(Beginning of Given data)

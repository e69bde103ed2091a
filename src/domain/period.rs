// ============================================================================
// Period Value Type
// Six fixed-point fields with one decimal place and a homogeneous sign
// ============================================================================

use crate::numeric::wide::{Sign, WidePeriod};
use crate::numeric::{PeriodError, PeriodResult};
use rust_decimal::prelude::ToPrimitive;
use rust_decimal::Decimal;
use std::fmt;
use std::ops::{Add, Neg};

#[cfg(feature = "serde")]
use serde::{Deserialize, Serialize};

/// A period of time in years, months, days, hours, minutes and seconds.
///
/// Each field is an i16 holding ten times its real value, so every field has
/// one decimal place and a range of about ±3276.7. All non-zero fields share
/// one sign.
///
/// Equality is exact and field-wise: one day and 24 hours are different
/// periods, because days are calendar-relative and hours are not.
///
/// # Example
/// ```ignore
/// use iso_period::Period;
///
/// let p = Period::new_hms(0, 0, 125)?;
/// let n = p.normalise(true)?;         // PT2M5S
/// assert_eq!(n.minutes(), 2);
/// ```
#[derive(Debug, Clone, Copy, PartialEq, Eq, Hash, Default)]
#[cfg_attr(feature = "serde", derive(Serialize, Deserialize))]
#[cfg_attr(feature = "serde", serde(try_from = "RawPeriod"))]
pub struct Period {
    years: i16,
    months: i16,
    days: i16,
    hours: i16,
    minutes: i16,
    seconds: i16,
}

/// Deserialized fields before the sign and range checks of [`Period::from_tenths`].
#[cfg(feature = "serde")]
#[derive(Deserialize)]
struct RawPeriod {
    years: i16,
    months: i16,
    days: i16,
    hours: i16,
    minutes: i16,
    seconds: i16,
}

#[cfg(feature = "serde")]
impl TryFrom<RawPeriod> for Period {
    type Error = PeriodError;

    fn try_from(raw: RawPeriod) -> PeriodResult<Self> {
        Period::from_tenths(
            raw.years,
            raw.months,
            raw.days,
            raw.hours,
            raw.minutes,
            raw.seconds,
        )
    }
}

impl Period {
    /// The zero-length period
    pub const ZERO: Self = Self::from_tenths_unchecked(0, 0, 0, 0, 0, 0);

    // ========================================================================
    // Construction
    // ========================================================================

    /// Create a period from whole units. Fields are kept verbatim: 120 seconds
    /// stays 120 seconds until [`Period::normalise`] is applied.
    ///
    /// # Errors
    /// - `MixedSigns` if the arguments do not share one sign
    /// - `Overflow` if any argument is outside ±3276
    pub fn new(
        years: i32,
        months: i32,
        days: i32,
        hours: i32,
        minutes: i32,
        seconds: i32,
    ) -> PeriodResult<Self> {
        let units = [years, months, days, hours, minutes, seconds];
        let negative = units.iter().any(|&v| v < 0);
        let positive = units.iter().any(|&v| v > 0);
        if negative && positive {
            return Err(PeriodError::MixedSigns {
                input: format!(
                    "P{}Y{}M{}DT{}H{}M{}S",
                    years, months, days, hours, minutes, seconds
                ),
            });
        }

        WidePeriod::new(
            Sign::of(negative),
            units.map(|v| u64::from(v.unsigned_abs()) * 10),
        )
        .into_period()
    }

    /// Create a period from whole years, months and days.
    #[inline]
    pub fn new_ymd(years: i32, months: i32, days: i32) -> PeriodResult<Self> {
        Self::new(years, months, days, 0, 0, 0)
    }

    /// Create a period from whole hours, minutes and seconds.
    #[inline]
    pub fn new_hms(hours: i32, minutes: i32, seconds: i32) -> PeriodResult<Self> {
        Self::new(0, 0, 0, hours, minutes, seconds)
    }

    /// Create a period from raw fixed-point fields (ten times the real value).
    ///
    /// This is the form a textual parser produces: `P2.5Y` is `years = 25`.
    ///
    /// # Errors
    /// - `MixedSigns` if the fields do not share one sign
    /// - `Overflow` if any field is `i16::MIN`, which has no positive counterpart
    pub fn from_tenths(
        years: i16,
        months: i16,
        days: i16,
        hours: i16,
        minutes: i16,
        seconds: i16,
    ) -> PeriodResult<Self> {
        let candidate = Self::from_tenths_unchecked(years, months, days, hours, minutes, seconds);
        WidePeriod::from_period(&candidate)?.into_period()
    }

    #[inline]
    pub(crate) const fn from_tenths_unchecked(
        years: i16,
        months: i16,
        days: i16,
        hours: i16,
        minutes: i16,
        seconds: i16,
    ) -> Self {
        Self {
            years,
            months,
            days,
            hours,
            minutes,
            seconds,
        }
    }

    /// Create a period from six decimal magnitudes.
    ///
    /// # Errors
    /// - `MixedSigns` if the values do not share one sign
    /// - `PrecisionLoss` if any value has more than one decimal place
    /// - `Overflow` if any value is outside ±3276.7
    pub fn from_decimal_fields(
        years: Decimal,
        months: Decimal,
        days: Decimal,
        hours: Decimal,
        minutes: Decimal,
        seconds: Decimal,
    ) -> PeriodResult<Self> {
        let values = [years, months, days, hours, minutes, seconds];
        let negative = values.iter().any(|v| v.is_sign_negative() && !v.is_zero());
        let positive = values.iter().any(|v| v.is_sign_positive() && !v.is_zero());
        if negative && positive {
            return Err(PeriodError::MixedSigns {
                input: format!(
                    "P{}Y{}M{}DT{}H{}M{}S",
                    years, months, days, hours, minutes, seconds
                ),
            });
        }

        let mut tenths = [0u64; 6];
        for (slot, value) in tenths.iter_mut().zip(values) {
            let Some(scaled) = value.abs().checked_mul(Decimal::TEN) else {
                // beyond Decimal's range is certainly beyond a field's
                *slot = u64::MAX;
                continue;
            };
            if !scaled.fract().is_zero() {
                return Err(PeriodError::PrecisionLoss);
            }
            // anything too large for u64 is certainly out of range
            *slot = scaled.to_u64().unwrap_or(u64::MAX);
        }

        WidePeriod::new(Sign::of(negative), tenths).into_period()
    }

    // ========================================================================
    // Sign
    // ========================================================================

    /// The raw fields, coarsest first, each ten times the real value.
    #[inline]
    pub const fn tenths(&self) -> [i16; 6] {
        [
            self.years,
            self.months,
            self.days,
            self.hours,
            self.minutes,
            self.seconds,
        ]
    }

    #[inline]
    pub fn is_zero(&self) -> bool {
        *self == Self::ZERO
    }

    /// True if any field is positive. By construction, no field is then negative.
    #[inline]
    pub fn is_positive(&self) -> bool {
        self.tenths().iter().any(|&v| v > 0)
    }

    /// True if any field is negative. By construction, no field is then positive.
    #[inline]
    pub fn is_negative(&self) -> bool {
        self.tenths().iter().any(|&v| v < 0)
    }

    /// +1 for positive periods, -1 for negative periods and 0 for zero.
    pub fn sign(&self) -> i32 {
        if self.is_negative() {
            -1
        } else if self.is_positive() {
            1
        } else {
            0
        }
    }

    pub(crate) fn check_homogeneous(&self) -> PeriodResult<()> {
        if self.is_negative() && self.is_positive() {
            let t = self.tenths().map(|v| Decimal::new(i64::from(v), 1).normalize());
            return Err(PeriodError::MixedSigns {
                input: format!(
                    "P{}Y{}M{}DT{}H{}M{}S",
                    t[0], t[1], t[2], t[3], t[4], t[5]
                ),
            });
        }
        Ok(())
    }

    // ========================================================================
    // Field Accessors
    // ========================================================================

    /// Whole years, truncated toward zero. No other field is included.
    #[inline]
    pub fn years(&self) -> i32 {
        i32::from(self.years / 10)
    }

    /// Years including the decimal fraction.
    #[inline]
    pub fn years_float(&self) -> f32 {
        f32::from(self.years) / 10.0
    }

    #[inline]
    pub fn years_decimal(&self) -> Decimal {
        Decimal::new(i64::from(self.years), 1)
    }

    /// Whole months. After normalisation, multiples of 12 months have moved
    /// into the years.
    #[inline]
    pub fn months(&self) -> i32 {
        i32::from(self.months / 10)
    }

    #[inline]
    pub fn months_float(&self) -> f32 {
        f32::from(self.months) / 10.0
    }

    #[inline]
    pub fn months_decimal(&self) -> Decimal {
        Decimal::new(i64::from(self.months), 1)
    }

    /// Whole days, including the days that make up whole weeks.
    #[inline]
    pub fn days(&self) -> i32 {
        i32::from(self.days / 10)
    }

    #[inline]
    pub fn days_float(&self) -> f32 {
        f32::from(self.days) / 10.0
    }

    #[inline]
    pub fn days_decimal(&self) -> Decimal {
        Decimal::new(i64::from(self.days), 1)
    }

    /// Whole weeks inferred from the days field. Weeks are never stored.
    #[inline]
    pub fn weeks(&self) -> i32 {
        i32::from(self.days / 70)
    }

    #[inline]
    pub fn weeks_float(&self) -> f32 {
        f32::from(self.days) / 70.0
    }

    /// Whole days left once whole weeks are removed, with the period's sign.
    ///
    /// `weeks() * 7 + modulo_days() == days()` always holds.
    pub fn modulo_days(&self) -> i32 {
        let f = i32::from(self.days.unsigned_abs() % 70 / 10);
        if self.days < 0 {
            -f
        } else {
            f
        }
    }

    #[inline]
    pub fn hours(&self) -> i32 {
        i32::from(self.hours / 10)
    }

    #[inline]
    pub fn hours_float(&self) -> f32 {
        f32::from(self.hours) / 10.0
    }

    #[inline]
    pub fn hours_decimal(&self) -> Decimal {
        Decimal::new(i64::from(self.hours), 1)
    }

    #[inline]
    pub fn minutes(&self) -> i32 {
        i32::from(self.minutes / 10)
    }

    #[inline]
    pub fn minutes_float(&self) -> f32 {
        f32::from(self.minutes) / 10.0
    }

    #[inline]
    pub fn minutes_decimal(&self) -> Decimal {
        Decimal::new(i64::from(self.minutes), 1)
    }

    #[inline]
    pub fn seconds(&self) -> i32 {
        i32::from(self.seconds / 10)
    }

    #[inline]
    pub fn seconds_float(&self) -> f32 {
        f32::from(self.seconds) / 10.0
    }

    #[inline]
    pub fn seconds_decimal(&self) -> Decimal {
        Decimal::new(i64::from(self.seconds), 1)
    }

    // ========================================================================
    // Projections and Sign Changes
    // ========================================================================

    /// Keep years, months and days; zero the clock fields.
    #[inline]
    pub const fn only_ymd(&self) -> Self {
        Self::from_tenths_unchecked(self.years, self.months, self.days, 0, 0, 0)
    }

    /// Keep hours, minutes and seconds; zero the calendar fields.
    #[inline]
    pub const fn only_hms(&self) -> Self {
        Self::from_tenths_unchecked(0, 0, 0, self.hours, self.minutes, self.seconds)
    }

    /// Flip the sign of every field.
    #[inline]
    pub const fn negate(&self) -> Self {
        Self::from_tenths_unchecked(
            self.years.wrapping_neg(),
            self.months.wrapping_neg(),
            self.days.wrapping_neg(),
            self.hours.wrapping_neg(),
            self.minutes.wrapping_neg(),
            self.seconds.wrapping_neg(),
        )
    }

    /// Convert a negative period to a positive one.
    #[inline]
    pub fn abs(&self) -> Self {
        self.abs_neg().0
    }

    /// The absolute value together with whether a negation was needed.
    #[inline]
    pub(crate) fn abs_neg(&self) -> (Self, bool) {
        if self.is_negative() {
            (self.negate(), true)
        } else {
            (*self, false)
        }
    }

    /// Field-wise sum, without normalisation and without overflow checks.
    ///
    /// Fields wrap on overflow, and adding periods of opposite sign can leave
    /// mixed signs, which [`Period::normalise`] rejects. Normalise both inputs
    /// first to keep the sum in range.
    #[inline]
    pub const fn wrapping_add(self, rhs: Self) -> Self {
        Self::from_tenths_unchecked(
            self.years.wrapping_add(rhs.years),
            self.months.wrapping_add(rhs.months),
            self.days.wrapping_add(rhs.days),
            self.hours.wrapping_add(rhs.hours),
            self.minutes.wrapping_add(rhs.minutes),
            self.seconds.wrapping_add(rhs.seconds),
        )
    }
}

// ============================================================================
// Trait Implementations
// ============================================================================

impl Neg for Period {
    type Output = Self;

    #[inline]
    fn neg(self) -> Self::Output {
        self.negate()
    }
}

// Unchecked, like `Period::wrapping_add`
impl Add for Period {
    type Output = Self;

    #[inline]
    fn add(self, rhs: Self) -> Self::Output {
        self.wrapping_add(rhs)
    }
}

impl fmt::Display for Period {
    fn fmt(&self, f: &mut fmt::Formatter<'_>) -> fmt::Result {
        write_iso(
            f,
            self.is_negative(),
            self.tenths().map(|v| u64::from(v.unsigned_abs())),
        )
    }
}

/// Render magnitudes in tenths as ISO-8601, e.g. `-P1Y2.5M` or `PT3H`.
pub(crate) fn write_iso(
    f: &mut fmt::Formatter<'_>,
    negative: bool,
    tenths: [u64; 6],
) -> fmt::Result {
    if tenths.iter().all(|&v| v == 0) {
        return f.write_str("P0D");
    }

    let [years, months, days, hours, minutes, seconds] = tenths;
    if negative {
        f.write_str("-")?;
    }
    f.write_str("P")?;
    write_field(f, years, 'Y')?;
    write_field(f, months, 'M')?;
    write_field(f, days, 'D')?;
    if hours != 0 || minutes != 0 || seconds != 0 {
        f.write_str("T")?;
        write_field(f, hours, 'H')?;
        write_field(f, minutes, 'M')?;
        write_field(f, seconds, 'S')?;
    }
    Ok(())
}

fn write_field(f: &mut fmt::Formatter<'_>, tenths: u64, designator: char) -> fmt::Result {
    match (tenths / 10, tenths % 10) {
        (0, 0) => Ok(()),
        (whole, 0) => write!(f, "{}{}", whole, designator),
        (whole, frac) => write!(f, "{}.{}{}", whole, frac, designator),
    }
}

// ============================================================================
// Tests
// ============================================================================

(End of Given data)

Work task
Nothing beyond the line containing "use std::fmt;" is to be output; the lines above, from the first one onward to that line, are to be transcribed exactly.

Answer area
repository e69bde103ed2091a
filename src/domain/period.rs
// ============================================================================
// Period Value Type
// Six fixed-point fields with one decimal place and a homogeneous sign
// ============================================================================

use crate::numeric::wide::{Sign, WidePeriod};
use crate::numeric::{PeriodError, PeriodResult};
use rust_decimal::prelude::ToPrimitive;
use rust_decimal::Decimal;
use std::fmt;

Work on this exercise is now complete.